FWS, however, said the introduction of the sihek to Palmyra Atoll is not intended to be a permanent introduction that would support a self-sustaining population.


“Depending on the circumstances, the service may either terminate the release program, or temporarily pause the release program to address identified issues before resuming,” the agency said, adding that its plan includes an exit strategy.


FWS said it would halt the bird’s release if “monitoring indicates the benefits from the Palmyra population no longer outweigh the risks to the species” and it “shows unacceptable impacts on the ecosystem that can be clearly causally linked to the introduction of sihek.”


So far, FWS said preliminary findings indicated that releasing sihek onto Palmyra Atoll “with the regulatory provisions” will “further the conservation of the species.”


“The potential loss of the experimental population would not appreciably reduce the likelihood of the survival of the species in the wild because there are currently no sihek remaining in the wild,” the agency said.

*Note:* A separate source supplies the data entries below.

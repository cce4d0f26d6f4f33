//! Shared services handed to commands and interfaces.

use std::sync::Arc;
use std::time::Instant;

use aether_actions_files::Sandbox;
use aether_config::{Config, GatesConfig};
use aether_daemon::{DaemonError, Orchestrator, OrchestratorStatus, QueueProbe};
use aether_workqueue::{
    HandlerRegistry, NewTask, QueueError, SqliteTaskStore, Task, TaskSummary,
};
use async_trait::async_trait;
use chrono::{DateTime, Utc};
use serde::Deserialize;
use serde_json::{Value, json};
use tokio::sync::watch;
use tracing::info;
use uuid::Uuid;

use crate::error::RuntimeError;

#[cfg(test)]
#[path = "services_tests.rs"]
mod tests;

/// Producer-side enqueue call. Unset fields take the `[enqueue]` defaults.
#[derive(Debug, Clone, Deserialize)]
pub struct EnqueueRequest {
    pub task_type: String,
    #[serde(default = "empty_object")]
    pub payload: Value,
    #[serde(default)]
    pub priority: Option<i64>,
    #[serde(default)]
    pub max_attempts: Option<u32>,
    #[serde(default)]
    pub timeout_s: Option<u64>,
    #[serde(default)]
    pub run_after: Option<DateTime<Utc>>,
}

fn empty_object() -> Value {
    Value::Object(Default::default())
}

impl EnqueueRequest {
    pub fn new(task_type: impl Into<String>, payload: Value) -> Self {
        Self {
            task_type: task_type.into(),
            payload,
            priority: None,
            max_attempts: None,
            timeout_s: None,
            run_after: None,
        }
    }

    pub fn with_priority(mut self, priority: i64) -> Self {
        self.priority = Some(priority);
        self
    }

    pub fn with_max_attempts(mut self, max_attempts: u32) -> Self {
        self.max_attempts = Some(max_attempts);
        self
    }

    pub fn with_timeout(mut self, timeout_s: u64) -> Self {
        self.timeout_s = Some(timeout_s);
        self
    }
}

/// Store-backed queue length for the heartbeat.
pub struct StoreProbe(pub Arc<SqliteTaskStore>);

#[async_trait]
impl QueueProbe for StoreProbe {
    async fn queue_length(&self) -> Result<u64, DaemonError> {
        self.0
            .count_pending()
            .await
            .map_err(|e| DaemonError::Probe(e.to_string()))
    }
}

/// Everything a command needs, without the lifecycle plumbing.
pub struct Services {
    pub config: Config,
    pub store: Arc<SqliteTaskStore>,
    pub handlers: Arc<HandlerRegistry>,
    pub sandbox: Arc<Sandbox>,
    pub orchestrator: Arc<Orchestrator>,
    gates: watch::Receiver<GatesConfig>,
    started_at: Instant,
}

impl Services {
    pub fn new(
        config: Config,
        store: Arc<SqliteTaskStore>,
        handlers: Arc<HandlerRegistry>,
        sandbox: Arc<Sandbox>,
        orchestrator: Arc<Orchestrator>,
        gates: watch::Receiver<GatesConfig>,
    ) -> Self {
        Self {
            config,
            store,
            handlers,
            sandbox,
            orchestrator,
            gates,
            started_at: Instant::now(),
        }
    }

    /// Enqueue with id `task-<uuid hex>`.
    pub async fn enqueue(&self, request: EnqueueRequest) -> Result<String, RuntimeError> {
        if request.task_type.trim().is_empty() {
            return Err(RuntimeError::InvalidRequest("task_type is empty".to_string()));
        }
        if !request.payload.is_object() {
            return Err(RuntimeError::InvalidRequest(
                "payload must be a JSON object".to_string(),
            ));
        }
        if request.max_attempts == Some(0) {
            return Err(RuntimeError::InvalidRequest(
                "max_attempts must be at least 1".to_string(),
            ));
        }

        let defaults = &self.config.enqueue;
        let id = format!("task-{}", Uuid::new_v4().simple());
        let mut task = NewTask::new(id, request.task_type, request.payload)
            .with_priority(request.priority.unwrap_or(defaults.priority))
            .with_max_attempts(request.max_attempts.unwrap_or(defaults.max_attempts))
            .with_timeout(request.timeout_s.unwrap_or(defaults.timeout_s));
        if let Some(run_after) = request.run_after {
            task = task.with_run_after(run_after);
        }

        let task_type = task.task_type.clone();
        let id = self.store.enqueue(task).await?;
        info!(task_id = %id, task_type = %task_type, "Task enqueued");
        Ok(id)
    }

    pub async fn get_task(&self, id: &str) -> Result<Option<Task>, RuntimeError> {
        Ok(self.store.get(id).await?)
    }

    pub async fn list_recent(&self, limit: usize) -> Result<Vec<TaskSummary>, RuntimeError> {
        Ok(self.store.list_recent(limit).await?)
    }

    /// `Ok(false)` when the task exists but is no longer waiting to run.
    pub async fn cancel_task(&self, id: &str) -> Result<bool, RuntimeError> {
        let canceled = self.store.cancel(id).await?;
        if canceled {
            info!(task_id = %id, "Task canceled");
        } else if self.store.get(id).await?.is_none() {
            return Err(QueueError::TaskNotFound(id.to_string()).into());
        }
        Ok(canceled)
    }

    pub fn gates(&self) -> GatesConfig {
        self.gates.borrow().clone()
    }

    pub fn orchestrator_status(&self) -> Option<OrchestratorStatus> {
        self.orchestrator.latest()
    }

    pub fn uptime_secs(&self) -> u64 {
        self.started_at.elapsed().as_secs()
    }

    /// Snapshot used by `status` and the API.
    pub async fn status_report(&self, recent: usize) -> Result<Value, RuntimeError> {
        let pending = self.store.count_pending().await?;
        let recent = self.store.list_recent(recent).await?;
        let mut task_types = self.handlers.task_types();
        task_types.sort();

        Ok(json!({
            "version": env!("CARGO_PKG_VERSION"),
            "uptime_secs": self.uptime_secs(),
            "data_dir": self.config.data_dir,
            "workers": self.config.runner.workers,
            "task_types": task_types,
            "pending": pending,
            "paused": self.orchestrator.is_paused(),
            "orchestrator": self.orchestrator_status(),
            "recent": recent,
        }))
    }
}
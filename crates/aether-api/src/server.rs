//! API server.

use std::net::SocketAddr;
use std::sync::Arc;

use aether_runtime::AetherRuntime;
use tokio::net::TcpListener;
use tracing::info;

use crate::routes::create_router;
use crate::state::AppState;

pub struct ApiServer {
    host: String,
    port: u16,
    state: Arc<AppState>,
}

impl ApiServer {
    pub fn new(host: impl Into<String>, port: u16, runtime: Arc<AetherRuntime>) -> Self {
        Self {
            host: host.into(),
            port,
            state: Arc::new(AppState::new(runtime)),
        }
    }

    /// Host and port from the runtime's `[server]` section.
    pub fn from_runtime(runtime: Arc<AetherRuntime>) -> Self {
        let server = runtime.config().server.clone();
        Self::new(server.host, server.port, runtime)
    }

    pub fn addr(&self) -> String {
        format!("{}:{}", self.host, self.port)
    }

    /// Serve until `shutdown` resolves.
    pub async fn run<F>(&self, shutdown: F) -> Result<(), Box<dyn std::error::Error + Send + Sync>>
    where
        F: std::future::Future<Output = ()> + Send + 'static,
    {
        let app = create_router(self.state.clone());
        let addr: SocketAddr = self.addr().parse()?;
        let listener = TcpListener::bind(addr).await?;

        info!("API server listening on {}", addr);
        axum::serve(listener, app)
            .with_graceful_shutdown(shutdown)
            .await?;
        Ok(())
    }
}

#[cfg(test)]
mod tests {
    use super::*;
    use aether_config::Config;
    use tempfile::TempDir;

    #[tokio::test]
    async fn test_addr_from_config() {
        let dir = TempDir::new().unwrap();
        let mut config = Config {
            data_dir: dir.path().to_path_buf(),
            ..Default::default()
        };
        config.server.port = 9123;
        let runtime = Arc::new(AetherRuntime::new(config).await.unwrap());

        let server = ApiServer::from_runtime(runtime);
        assert_eq!(server.addr(), "127.0.0.1:9123");
    }

    #[tokio::test]
    async fn test_serves_until_shutdown() {
        let dir = TempDir::new().unwrap();
        let config = Config {
            data_dir: dir.path().to_path_buf(),
            ..Default::default()
        };
        let runtime = Arc::new(AetherRuntime::new(config).await.unwrap());
        let server = ApiServer::new("127.0.0.1", 0, runtime);

        let result = tokio::time::timeout(
            std::time::Duration::from_secs(2),
            server.run(async {}),
        )
        .await
        .unwrap();
        assert!(result.is_ok());
    }
}
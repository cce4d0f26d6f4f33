//! Sandboxed file actions for Aether.
//!
//! Every path is resolved against a fixed base directory and rejected with a
//! policy error when it escapes it.

mod actions;
mod sandbox;

use std::sync::Arc;

use aether_protocols::TaskHandler;

pub use actions::*;
pub use sandbox::Sandbox;

/// Handlers for `files.write_text`, `files.read_text` and `files.list_dir`.
pub fn handlers(sandbox: Arc<Sandbox>, read_max_bytes: u64) -> Vec<Arc<dyn TaskHandler>> {
    vec![
        Arc::new(WriteTextHandler::new(sandbox.clone())),
        Arc::new(ReadTextHandler::new(sandbox.clone(), read_max_bytes)),
        Arc::new(ListDirHandler::new(sandbox)),
    ]
}
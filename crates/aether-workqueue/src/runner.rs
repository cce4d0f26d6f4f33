//! Task runner: claim, dispatch, resolve.

use std::sync::Arc;
use std::sync::atomic::{AtomicU64, Ordering};

use aether_protocols::{ActionError, HandlerContext};
use chrono::Utc;
use serde_json::json;
use tokio::sync::broadcast;
use tokio::sync::broadcast::error::TryRecvError;
use tokio::task::{JoinError, JoinHandle};
use tokio::time::MissedTickBehavior;
use tracing::{debug, error, info, warn};
use uuid::Uuid;

use crate::backoff::backoff_delay;
use crate::config::RunnerConfig;
use crate::error::QueueError;
use crate::registry::HandlerRegistry;
use crate::store::SqliteTaskStore;
use crate::task::Task;

#[cfg(test)]
#[path = "runner_tests.rs"]
mod tests;

/// What a single `run_once` did.
#[derive(Debug, Clone, PartialEq)]
pub enum RunOutcome {
    /// Nothing was claimable.
    Idle,
    Succeeded(String),
    /// Rescheduled after a retryable fault.
    Retried(String),
    Failed(String),
    /// The lock was lost before dispatch; nothing ran.
    Abandoned(String),
}

fn error_doc(kind: &str, message: impl std::fmt::Display) -> serde_json::Value {
    json!({ "type": kind, "message": message.to_string() })
}

/// A single logical worker polling the store.
///
/// Any number of runners may share one store; the claim is the only
/// mutual-exclusion point between them.
pub struct TaskRunner {
    worker_id: String,
    store: Arc<SqliteTaskStore>,
    handlers: Arc<HandlerRegistry>,
    config: RunnerConfig,
    tasks_succeeded: AtomicU64,
    tasks_failed: AtomicU64,
    tasks_retried: AtomicU64,
}

impl TaskRunner {
    pub fn new(
        store: Arc<SqliteTaskStore>,
        handlers: Arc<HandlerRegistry>,
        config: RunnerConfig,
    ) -> Self {
        let simple = Uuid::new_v4().simple().to_string();
        let worker_id = format!("{}-{}", config.worker_prefix, &simple[..8]);
        Self {
            worker_id,
            store,
            handlers,
            config,
            tasks_succeeded: AtomicU64::new(0),
            tasks_failed: AtomicU64::new(0),
            tasks_retried: AtomicU64::new(0),
        }
    }

    pub fn worker_id(&self) -> &str {
        &self.worker_id
    }

    pub fn tasks_succeeded(&self) -> u64 {
        self.tasks_succeeded.load(Ordering::SeqCst)
    }

    pub fn tasks_failed(&self) -> u64 {
        self.tasks_failed.load(Ordering::SeqCst)
    }

    pub fn tasks_retried(&self) -> u64 {
        self.tasks_retried.load(Ordering::SeqCst)
    }

    /// Claim and process at most one task.
    ///
    /// On an empty poll, stale locks are reclaimed when enabled.
    pub async fn run_once(&self) -> Result<RunOutcome, QueueError> {
        match self.store.claim_next(&self.worker_id).await? {
            Some(task) => self.process(task).await,
            None => {
                if self.config.stale_lock_factor > 0 {
                    self.store
                        .reclaim_stale(
                            Utc::now(),
                            self.config.stale_lock_factor,
                            self.config.stale_lock_min_secs,
                        )
                        .await?;
                }
                Ok(RunOutcome::Idle)
            }
        }
    }

    /// Dispatch a task this runner has already claimed.
    pub async fn process(&self, mut task: Task) -> Result<RunOutcome, QueueError> {
        let Some(attempt) = self
            .store
            .increment_attempt(&task.id, &self.worker_id)
            .await?
        else {
            warn!(task_id = %task.id, worker = %self.worker_id, "Lock lost before dispatch");
            return Ok(RunOutcome::Abandoned(task.id));
        };
        task.attempt = attempt;

        let Some(handler) = self.handlers.get(&task.task_type) else {
            error!(task_id = %task.id, task_type = %task.task_type, "No handler registered");
            let err = QueueError::UnknownTaskType(task.task_type.clone());
            self.store
                .mark_failed(&task.id, &self.worker_id, error_doc("unknown_task_type", err))
                .await?;
            self.tasks_failed.fetch_add(1, Ordering::SeqCst);
            return Ok(RunOutcome::Failed(task.id));
        };

        debug!(
            task_id = %task.id,
            task_type = %task.task_type,
            attempt,
            worker = %self.worker_id,
            "Dispatching task"
        );

        let ctx = HandlerContext::new(task.id.clone(), attempt, task.timeout_s);
        let payload = task.payload.clone();
        // Run on its own task so a panicking handler cannot take the loop down.
        let handle = tokio::spawn(async move { handler.handle(payload, ctx).await });
        let joined = self.await_with_lock_refresh(&task.id, handle).await;
        let outcome = match joined {
            Ok(result) => result,
            Err(join_err) => Err(ActionError::ExecutionFailed(format!(
                "handler panicked: {}",
                join_err
            ))),
        };

        match outcome {
            Ok(result) => {
                self.store
                    .mark_success(&task.id, &self.worker_id, result)
                    .await?;
                self.tasks_succeeded.fetch_add(1, Ordering::SeqCst);
                debug!(task_id = %task.id, "Task succeeded");
                Ok(RunOutcome::Succeeded(task.id))
            }
            Err(err) if !err.is_retryable() => {
                warn!(task_id = %task.id, error = %err, "Task rejected by policy");
                self.store
                    .mark_failed(&task.id, &self.worker_id, error_doc("policy_error", &err))
                    .await?;
                self.tasks_failed.fetch_add(1, Ordering::SeqCst);
                Ok(RunOutcome::Failed(task.id))
            }
            Err(err) => {
                let mut doc = error_doc("exception", &err);
                doc["kind"] = json!(err.kind());

                if !task.has_attempts_left() {
                    error!(
                        task_id = %task.id,
                        attempt,
                        max_attempts = task.max_attempts,
                        error = %err,
                        "Task failed, attempts exhausted"
                    );
                    self.store
                        .mark_failed(&task.id, &self.worker_id, doc)
                        .await?;
                    self.tasks_failed.fetch_add(1, Ordering::SeqCst);
                    Ok(RunOutcome::Failed(task.id))
                } else {
                    let delay = backoff_delay(attempt);
                    let next = Utc::now()
                        + chrono::Duration::from_std(delay)
                            .unwrap_or_else(|_| chrono::Duration::seconds(300));
                    warn!(
                        task_id = %task.id,
                        attempt,
                        delay_s = delay.as_secs(),
                        error = %err,
                        "Task failed, retry scheduled"
                    );
                    self.store
                        .schedule_retry(&task.id, &self.worker_id, next, doc)
                        .await?;
                    self.tasks_retried.fetch_add(1, Ordering::SeqCst);
                    Ok(RunOutcome::Retried(task.id))
                }
            }
        }
    }

    /// Wait for a dispatched handler, refreshing the task lock meanwhile so
    /// idle runners do not reclaim it as stale.
    async fn await_with_lock_refresh<T>(
        &self,
        task_id: &str,
        mut handle: JoinHandle<T>,
    ) -> Result<T, JoinError> {
        let mut refresh = tokio::time::interval(self.config.lock_refresh_interval);
        refresh.set_missed_tick_behavior(MissedTickBehavior::Delay);
        // The first tick completes immediately; the claim just set the lock.
        refresh.tick().await;

        loop {
            tokio::select! {
                joined = &mut handle => return joined,
                _ = refresh.tick() => {
                    match self.store.touch(task_id, &self.worker_id).await {
                        Ok(true) => debug!(task_id = %task_id, "Lock refreshed"),
                        Ok(false) => warn!(task_id = %task_id, worker = %self.worker_id, "Lock lost while handler running"),
                        Err(e) => warn!(task_id = %task_id, error = %e, "Lock refresh failed"),
                    }
                }
            }
        }
    }

    /// Poll until a shutdown signal arrives.
    ///
    /// The signal is observed between tasks and while idle; a task already
    /// dispatched runs to completion.
    pub async fn run(self: Arc<Self>, mut shutdown_rx: broadcast::Receiver<()>) {
        info!(worker = %self.worker_id, "Task runner started");

        loop {
            match shutdown_rx.try_recv() {
                Err(TryRecvError::Empty) => {}
                _ => break,
            }

            let idle = match self.run_once().await {
                Ok(RunOutcome::Idle) => true,
                Ok(_) => false,
                Err(e) => {
                    // Typically a busy database; retried on the next poll.
                    warn!(worker = %self.worker_id, error = %e, "Poll failed");
                    true
                }
            };

            if idle {
                tokio::select! {
                    _ = shutdown_rx.recv() => break,
                    _ = tokio::time::sleep(self.config.poll_interval) => {}
                }
            }
        }

        info!(
            worker = %self.worker_id,
            succeeded = self.tasks_succeeded(),
            failed = self.tasks_failed(),
            retried = self.tasks_retried(),
            "Task runner stopped"
        );
    }
}
//! The Aether service object.

use std::sync::{Arc, Mutex};
use std::time::Duration;

use aether_config::{Config, GatesConfig};
use aether_daemon::{
    DashboardWriter, Orchestrator, OrchestratorStatus, SignalHandler, StatusObserver, load_state,
};
use aether_protocols::CommandOutcome;
use aether_workqueue::{
    HandlerRegistry, RunnerConfig, SqliteTaskStore, Task, TaskRunner, TaskSummary,
};
use serde_json::Value;
use tokio::sync::watch;
use tokio::task::JoinHandle;
use tracing::{debug, info, warn};

use crate::commands;
use crate::error::RuntimeError;
use crate::register::register_builtin_handlers;
use crate::router::CommandRouter;
use crate::services::{EnqueueRequest, Services, StoreProbe};

#[cfg(test)]
#[path = "runtime_tests.rs"]
mod tests;

struct Worker {
    runner: Arc<TaskRunner>,
    handle: JoinHandle<()>,
}

/// Owns every long-lived component. Build once, pass by `Arc`.
pub struct AetherRuntime {
    services: Arc<Services>,
    router: CommandRouter,
    gates_tx: watch::Sender<GatesConfig>,
    state_tx: watch::Sender<Value>,
    signal: SignalHandler,
    workers: Mutex<Vec<Worker>>,
}

impl AetherRuntime {
    pub async fn new(config: Config) -> Result<Self, RuntimeError> {
        Self::build(config, None).await
    }

    /// Build with a callback invoked on every heartbeat.
    pub async fn with_observer(
        config: Config,
        observer: StatusObserver,
    ) -> Result<Self, RuntimeError> {
        Self::build(config, Some(observer)).await
    }

    async fn build(config: Config, observer: Option<StatusObserver>) -> Result<Self, RuntimeError> {
        std::fs::create_dir_all(&config.data_dir)?;
        let store = Arc::new(SqliteTaskStore::open(config.db_path()).await?);

        let handlers = Arc::new(HandlerRegistry::new());
        let sandbox = register_builtin_handlers(&handlers, &config)?;

        let (gates_tx, gates_rx) = watch::channel(config.gates.clone());
        let (state_tx, state_rx) = watch::channel(load_state(&config.state_path()));

        let writer = DashboardWriter::new(config.dashboard_path(), &config.data_dir);
        let mut orchestrator = Orchestrator::new(
            Arc::new(StoreProbe(store.clone())),
            writer,
            gates_rx.clone(),
            state_rx,
            Duration::from_millis(config.orchestrator.tick_ms),
        );
        if let Some(observer) = observer {
            orchestrator = orchestrator.with_observer(observer);
        }

        let services = Arc::new(Services::new(
            config,
            store,
            handlers,
            sandbox,
            Arc::new(orchestrator),
            gates_rx,
        ));
        let router = commands::builtin_router(services.clone())?;

        info!(
            data_dir = %services.config.data_dir.display(),
            task_types = services.handlers.len(),
            commands = router.len(),
            "Runtime initialized"
        );

        Ok(Self {
            services,
            router,
            gates_tx,
            state_tx,
            signal: SignalHandler::new(),
            workers: Mutex::new(Vec::new()),
        })
    }

    pub fn services(&self) -> &Arc<Services> {
        &self.services
    }

    pub fn config(&self) -> &Config {
        &self.services.config
    }

    pub fn router(&self) -> &CommandRouter {
        &self.router
    }

    pub fn signal(&self) -> &SignalHandler {
        &self.signal
    }

    pub fn is_started(&self) -> bool {
        self.workers.lock().map(|w| !w.is_empty()).unwrap_or(false)
    }

    /// Spawn the runner pool and, when enabled, the heartbeat.
    pub fn start(&self) -> Result<(), RuntimeError> {
        let mut workers = self.workers.lock().unwrap_or_else(|e| e.into_inner());
        if !workers.is_empty() {
            return Err(RuntimeError::AlreadyStarted);
        }

        let config = &self.services.config;
        let runner_config = RunnerConfig::from(&config.runner);
        for _ in 0..config.runner.workers.max(1) {
            let runner = Arc::new(TaskRunner::new(
                self.services.store.clone(),
                self.services.handlers.clone(),
                runner_config.clone(),
            ));
            let handle = tokio::spawn(runner.clone().run(self.signal.subscribe()));
            workers.push(Worker { runner, handle });
        }

        if config.orchestrator.enabled {
            self.services.orchestrator.start();
        }

        info!(workers = workers.len(), "Runtime started");
        Ok(())
    }

    /// Stop runners and heartbeat; in-flight tasks finish first.
    pub async fn shutdown(&self) {
        self.signal.request_shutdown();
        self.services.orchestrator.stop().await;

        let workers = std::mem::take(&mut *self.workers.lock().unwrap_or_else(|e| e.into_inner()));
        for worker in workers {
            let id = worker.runner.worker_id().to_string();
            if let Err(e) = worker.handle.await {
                warn!(worker = %id, error = %e, "Runner exited abnormally");
            } else {
                debug!(worker = %id, "Runner joined");
            }
        }
        info!("Runtime stopped");
    }

    /// Identifiers of the running workers.
    pub fn worker_ids(&self) -> Vec<String> {
        self.workers
            .lock()
            .map(|w| w.iter().map(|w| w.runner.worker_id().to_string()).collect())
            .unwrap_or_default()
    }

    pub async fn enqueue(&self, request: EnqueueRequest) -> Result<String, RuntimeError> {
        self.services.enqueue(request).await
    }

    pub async fn get_task(&self, id: &str) -> Result<Option<Task>, RuntimeError> {
        self.services.get_task(id).await
    }

    pub async fn list_recent(&self, limit: usize) -> Result<Vec<TaskSummary>, RuntimeError> {
        self.services.list_recent(limit).await
    }

    pub async fn cancel_task(&self, id: &str) -> Result<bool, RuntimeError> {
        self.services.cancel_task(id).await
    }

    /// Replace the gate flags seen by the heartbeat.
    pub fn set_gates(&self, gates: GatesConfig) {
        info!(
            safe_mode = gates.safe_mode,
            freeze = gates.freeze,
            kill_switch = ?gates.kill_switch,
            "Gate flags updated"
        );
        self.gates_tx.send_replace(gates);
    }

    /// Replace the local state snapshot seen by the heartbeat.
    pub fn set_state(&self, state: Value) {
        self.state_tx.send_replace(state);
    }

    pub fn orchestrator_status(&self) -> Option<OrchestratorStatus> {
        self.services.orchestrator_status()
    }

    pub async fn route_command(&self, input: &str) -> Option<CommandOutcome> {
        self.router.route(input).await
    }
}
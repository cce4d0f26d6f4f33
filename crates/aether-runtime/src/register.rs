//! Built-in task handler registration.

use std::sync::Arc;

use aether_actions_files::Sandbox;
use aether_actions_http::{HttpActions, HttpPolicy};
use aether_actions_shell::ShellPolicy;
use aether_config::Config;
use aether_workqueue::HandlerRegistry;
use tracing::debug;

use crate::error::RuntimeError;

/// Register the files, shell and http handlers against one sandbox.
///
/// Returns the sandbox so callers can resolve paths inside it.
pub fn register_builtin_handlers(
    registry: &HandlerRegistry,
    config: &Config,
) -> Result<Arc<Sandbox>, RuntimeError> {
    let actions = &config.actions;
    let sandbox = Arc::new(Sandbox::new(config.work_dir())?);

    let shell_policy = Arc::new(ShellPolicy::new(
        actions.allowed_shell_cmds.clone(),
        actions.output_tail_chars,
    ));
    let http = Arc::new(HttpActions::new(
        HttpPolicy::new(
            actions.allowed_http_domains.clone(),
            actions.http_timeout_cap_s,
        ),
        &actions.user_agent,
    )?);

    let handlers = aether_actions_files::handlers(sandbox.clone(), actions.read_max_bytes)
        .into_iter()
        .chain(aether_actions_shell::handlers(shell_policy, sandbox.clone()))
        .chain(aether_actions_http::handlers(http));

    for handler in handlers {
        debug!(task_type = handler.task_type(), "Registering handler");
        registry.register(handler)?;
    }

    Ok(sandbox)
}

#[cfg(test)]
mod tests {
    use super::*;
    use tempfile::TempDir;

    #[test]
    fn test_registers_all_builtin_types() {
        let dir = TempDir::new().unwrap();
        let config = Config {
            data_dir: dir.path().to_path_buf(),
            ..Default::default()
        };
        let registry = HandlerRegistry::new();

        let sandbox = register_builtin_handlers(&registry, &config).unwrap();

        let mut types = registry.task_types();
        types.sort();
        assert_eq!(
            types,
            vec![
                "files.list_dir",
                "files.read_text",
                "files.write_text",
                "http.json",
                "shell.exec",
            ]
        );
        assert!(sandbox.base().ends_with("workspace"));
        assert!(dir.path().join("workspace").is_dir());
    }

    #[test]
    fn test_second_registration_is_rejected() {
        let dir = TempDir::new().unwrap();
        let config = Config {
            data_dir: dir.path().to_path_buf(),
            ..Default::default()
        };
        let registry = HandlerRegistry::new();

        register_builtin_handlers(&registry, &config).unwrap();
        assert!(register_builtin_handlers(&registry, &config).is_err());
    }
}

While hopeful about the outcome of the Palmyra Atoll experiment, conservationists are aware of some unknown variables.


“The sihek may not be fit to survive on their own in the wild due to adaptation to captivity, a lack of natural selection for multiple generations and problems associated with inbreeding,” Lane Harvey said.


Significant mortality can be expected in populations that are unfit to survive in the wild. Since no population has ever been released after the species was brought into captivity, there is a troubling lack of information on the release of the sihek and its current fitness levels,” he added.


Notwithstanding the dilemma, releasing the sihek is the only way to find out how and whether the endangered species will survive.


“Until the sihek can be observed in the wild once again, it will be unclear whether their captive breeding and rearing has affected them in this way, or to what extent they have been affected,” Lane said.


Unless there is an increase in the reproductive output of the species worldwide and more information is gathered, Lane warned, “the sihek will remain extinct in the wild, and may possibly go extinct completely.”